It also provides them a bit of control over potential competition, that they would not have with really open codec. They also make it inconvenient from licensing/business model to use in some projects, see what trouble these codecs cause to projects like Mozilla/Opera, Linux distributions, XBMC, VLC etc, which does hamper them significantly.

For Apple, that's competitive advantage.

1 comments

The far bigger financial advantage for them is the fact that they hit the maximum fee — so they end up paying comparably little per user.

I'm not sure Apple is even that concerned about the competition from such projects — all their major competitors have no issue with paying the licensing charges.

It's worthwhile pointing out that Mozilla nowadays use H.264/AAC/MP3 support from the platform layer, as does Opera (though, yes, most Linux distributions do not ship such things by default — but that's a small percentage of the market) — and in Opera's case the argument to not support it was always one of philosophy (avoiding giving themselves a competitive advantage that works against a free and open web) rather than one of finance (Opera has plenty of revenue to pay for the license).

When there were all the discussions around HTML5 and mandated video codecs the reasons that Apple publicly put forward seem reasonable from their point-of-view: supporting video codecs that no major company has previously shipped bears a risk of patent infringement cases (and defending such cases is expensive, even if your odds of winning them are good!) that might result in huge fines/compensation. When the majority of the content on the web was already using H.264 (and it seemed dubious that many sites would support more than just H.264 unless everyone dropped H.264 support, which seemed highly unlikely to happen), there was no compelling market reason to take on that risk. The de-facto state was the web already relied on a non-free codec, and mandating a free one was only of marginal benefit if nobody started using it (yes, it provides a free common baseline, but de-facto everyone has to support H.264 as a baseline anyway, however sad that is). This isn't so malicious as it is accepting the reality of the market, sadly.

When almost all browser installs support H.264 already, you may as well use it for WebRTC. Would it be nice if the web didn't rely on H.264? Yes. But we're already at a point of relying on it, so we may as well rely on it elsewhere.

> This isn't so malicious as it is accepting the reality of the market, sadly.

What about the music market? Apple intentionally avoided supporting free codecs which are not patented. That's malice.

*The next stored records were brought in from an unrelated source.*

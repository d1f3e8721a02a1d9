//! Axum application setup.

use axum::{Router, routing::get};
use tower_http::cors::{Any, CorsLayer};

use super::handlers;
use super::state::AppState;
use crate::web::static_handler;

/// Create the Axum router with all routes.
pub fn create_router(state: AppState) -> Router {
    // Read-only API; any origin may query it.
    let cors = CorsLayer::new()
        .allow_origin(Any)
        .allow_methods(Any)
        .allow_headers(Any);

    let api_routes = Router::new()
        .route("/search", get(handlers::api_search))
        .route("/dataset", get(handlers::api_dataset));

    Router::new()
        .route("/", get(handlers::index))
        .route("/buscar", get(handlers::search_page))
        .route("/exportar", get(handlers::export_pdf))
        .route("/assets/logo", get(handlers::logo))
        .route("/assets/background", get(handlers::background))
        .nest("/api", api_routes)
        .fallback(static_handler)
        .layer(cors)
        .with_state(state)
}

/// Start the web server.
pub async fn run_server(
    state: AppState,
    host: &str,
    port: u16,
) -> Result<(), Box<dyn std::error::Error>> {
    let app = create_router(state);
    let listener = tokio::net::TcpListener::bind((host, port)).await?;

    tracing::info!(addr = %listener.local_addr()?, "server listening");

    axum::serve(listener, app)
        .with_graceful_shutdown(shutdown_signal())
        .await?;

    Ok(())
}

async fn shutdown_signal() {
    tokio::signal::ctrl_c().await.ok();
    tracing::info!("shutting down");
}
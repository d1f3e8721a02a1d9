//! Request handlers.

mod api;
mod assets;
mod export;
mod search;

pub use api::*;
pub use assets::*;
pub use export::*;
pub use search::*;

use axum::response::Html;
use notas::SearchView;

use crate::server::error::ApiError;
use crate::server::state::AppState;

/// Render a search page view.
fn render_page(state: &AppState, view: &SearchView) -> Result<Html<String>, ApiError> {
    Ok(Html(state.renderer.render(view)?))
}

/// Run blocking lookup work off the async runtime.
async fn blocking<T, F>(work: F) -> Result<T, ApiError>
where
    F: FnOnce() -> T + Send + 'static,
    T: Send + 'static,
{
    tokio::task::spawn_blocking(work)
        .await
        .map_err(|e| ApiError::Internal(format!("lookup task failed: {e}")))
}
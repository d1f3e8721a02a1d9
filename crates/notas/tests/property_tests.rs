//! Property-based tests for grade classification and query handling.
//!
//! # Running Property Tests
//!
//! ```bash
//! cargo test -p notas --test property_tests
//!
//! # Run with more cases
//! PROPTEST_CASES=10000 cargo test -p notas --test property_tests
//! ```

use proptest::prelude::*;

use notas::dataset::{GradeRecord, Gradebook};
use notas::query::is_student_id;
use notas::{GradeClassifier, MatchMode, PASSING_GRADE, Query, QueryKind, Resolver, Status, classify};

// =============================================================================
// Test Strategies
// =============================================================================

fn passing_grade() -> impl Strategy<Value = String> {
    prop_oneof![
        (60u32..=100).prop_map(|g| g.to_string()),
        (60u32..100, 0u32..100).prop_map(|(g, d)| format!("{g}.{d}")),
    ]
}

fn failing_grade() -> impl Strategy<Value = String> {
    prop_oneof![
        (0u32..60).prop_map(|g| g.to_string()),
        (0u32..59, 0u32..100).prop_map(|(g, d)| format!("{g}.{d}")),
    ]
}

fn student_id() -> impl Strategy<Value = String> {
    "[0-9]{2}-[0-9]{4}-[0-9]{2}"
}

fn any_text() -> impl Strategy<Value = String> {
    "\\PC{0,30}"
}

fn record(row: usize, id: &str, name: &str) -> GradeRecord {
    GradeRecord {
        row,
        student_id: id.to_string(),
        student_name: name.to_string(),
        program: "Ingeniería".to_string(),
        subject: format!("Asignatura {row}"),
        instructor: "M. López".to_string(),
        final_grade: "70".to_string(),
        special_grade: String::new(),
        year: "2025".to_string(),
        term: "I".to_string(),
        regime: "Diurno".to_string(),
    }
}

// =============================================================================
// Classification Properties
// =============================================================================

proptest! {
    #[test]
    fn classify_never_panics(final_grade in any_text(), special in any_text()) {
        let _ = classify(&final_grade, &special);
    }

    #[test]
    fn classify_is_deterministic(final_grade in any_text(), special in any_text()) {
        prop_assert_eq!(classify(&final_grade, &special), classify(&final_grade, &special));
    }

    #[test]
    fn passing_grade_ignores_special(grade in passing_grade(), special in any_text()) {
        let result = classify(&grade, &special);
        prop_assert_eq!(result.status, Status::Passed);
        prop_assert!(result.special_grade.is_none());
    }

    #[test]
    fn failing_grade_with_numeric_special_is_eligible(
        grade in failing_grade(),
        special in 0u32..=100,
    ) {
        let special = special.to_string();
        let result = classify(&grade, &special);
        prop_assert_eq!(result.status, Status::SpecialEligible);
        prop_assert_eq!(result.special_grade, Some(special));
    }

    #[test]
    fn failing_grade_without_special_fails(grade in failing_grade()) {
        prop_assert_eq!(classify(&grade, "").status, Status::Failed);
        prop_assert_eq!(classify(&grade, "SD").status, Status::Failed);
    }

    #[test]
    fn numeric_status_follows_threshold(grade in 0.0f64..200.0) {
        let text = format!("{grade:.2}");
        let parsed: f64 = text.parse().unwrap();
        let status = classify(&text, "").status;
        if parsed >= PASSING_GRADE {
            prop_assert_eq!(status, Status::Passed);
        } else {
            prop_assert_eq!(status, Status::Failed);
        }
    }

    #[test]
    fn final_grade_is_kept_verbatim(final_grade in any_text()) {
        prop_assert_eq!(classify(&final_grade, "").final_grade, final_grade);
    }

    #[test]
    fn placeholder_never_counts_as_special(grade in failing_grade(), placeholder in "[0-9]{1,3}") {
        let classifier = GradeClassifier::new(placeholder.clone());
        prop_assert_eq!(classifier.classify(&grade, &placeholder).status, Status::Failed);
    }
}

// =============================================================================
// Query Properties
// =============================================================================

proptest! {
    #[test]
    fn well_formed_ids_parse_in_strict_mode(id in student_id(), pad in " {0,3}") {
        let raw = format!("{pad}{id}{pad}");
        let query = Query::parse(&raw, MatchMode::Strict).unwrap();
        prop_assert_eq!(query.kind, QueryKind::Identifier);
        prop_assert_eq!(query.text, id);
    }

    #[test]
    fn strict_mode_accepts_only_well_formed_ids(raw in any_text()) {
        if let Ok(query) = Query::parse(&raw, MatchMode::Strict) {
            prop_assert!(is_student_id(&query.text));
        }
    }

    #[test]
    fn query_parse_never_panics(raw in any_text()) {
        let _ = Query::parse(&raw, MatchMode::Loose);
        let _ = Query::parse(&raw, MatchMode::Strict);
    }

    #[test]
    fn strict_resolution_returns_only_that_id(
        ids in prop::collection::vec(student_id(), 1..20),
        pick in any::<prop::sample::Index>(),
    ) {
        let records: Vec<GradeRecord> = ids
            .iter()
            .enumerate()
            .map(|(i, id)| record(i, id, "Estudiante"))
            .collect();
        let book = Gradebook::from_records(records, "");
        let target = &ids[pick.index(ids.len())];

        let resolution = Resolver::new(MatchMode::Strict).resolve(&book, target).unwrap();
        let found = resolution.records();

        prop_assert_eq!(found.len(), ids.iter().filter(|id| *id == target).count());
        prop_assert!(found.iter().all(|r| &r.student_id == target));
        prop_assert!(found.windows(2).all(|w| w[0].row < w[1].row));
    }
}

Yeah, the audio case is arguably far more interesting (enough major companies have shipped Vorbis and Speex that it is likely anyone holding a patent would've sued someone by now). One may speculate that by the time the iTunes Music Store launched (2003) they felt locked in to the set of codecs the iPod (launched 2001) supported natively (the CPU in it is weak, and while it is powerful enough for a modern, highly optimised Vorbis implementation, these didn't yet exist, and one must question running the CPU at almost total utilisation for heat/battery reasons…).
Well, what happened in the past doesn't really explain why they still refuse to support them today. I really hope mandatory status of Opus in WebRTC will push it into QuickTime framework and it will mean implicit support by Apple everywhere.
They refuse to support them today because there's no benefit in doing so. Supporting codecs they're not supporting today takes both non-trivial engineering resources, but may expose them to patent risk depending on the codec in question. And pretty much by definition, the people who use these codecs aren't Apple customers anyway.

You seem to be arguing with the assumption that Apple could support these codecs effectively for free, and have deliberately chosen not to do out of malice. That's quite absurd.

> They refuse to support them today because there's no benefit in doing so

That's nonsense. Clear benefit is supporting codecs which their users can encounter without forcing them to reencode to anything else. For instance, you buy some music in FLAC and can use it, rather than reencoding it first. I.e. interoperability and treating users well, rather than being jerks.

Clearly for Apple "benefit" means screwing users and degrading interoperability.

> Supporting codecs they're not supporting today takes both non-trivial engineering resources, but may expose them to patent risk depending on the codec in question

False pretenses to hide real intentions - retaining lock in and reducing interoperability, which were always Apple's notable goals. Specifcially about patent risks - they are already using a bunch of codecs like AAC, so obviously they aren't concerned about risks when using them. So they can't claim they are more scared with other codecs especially if they are explicitly patent free.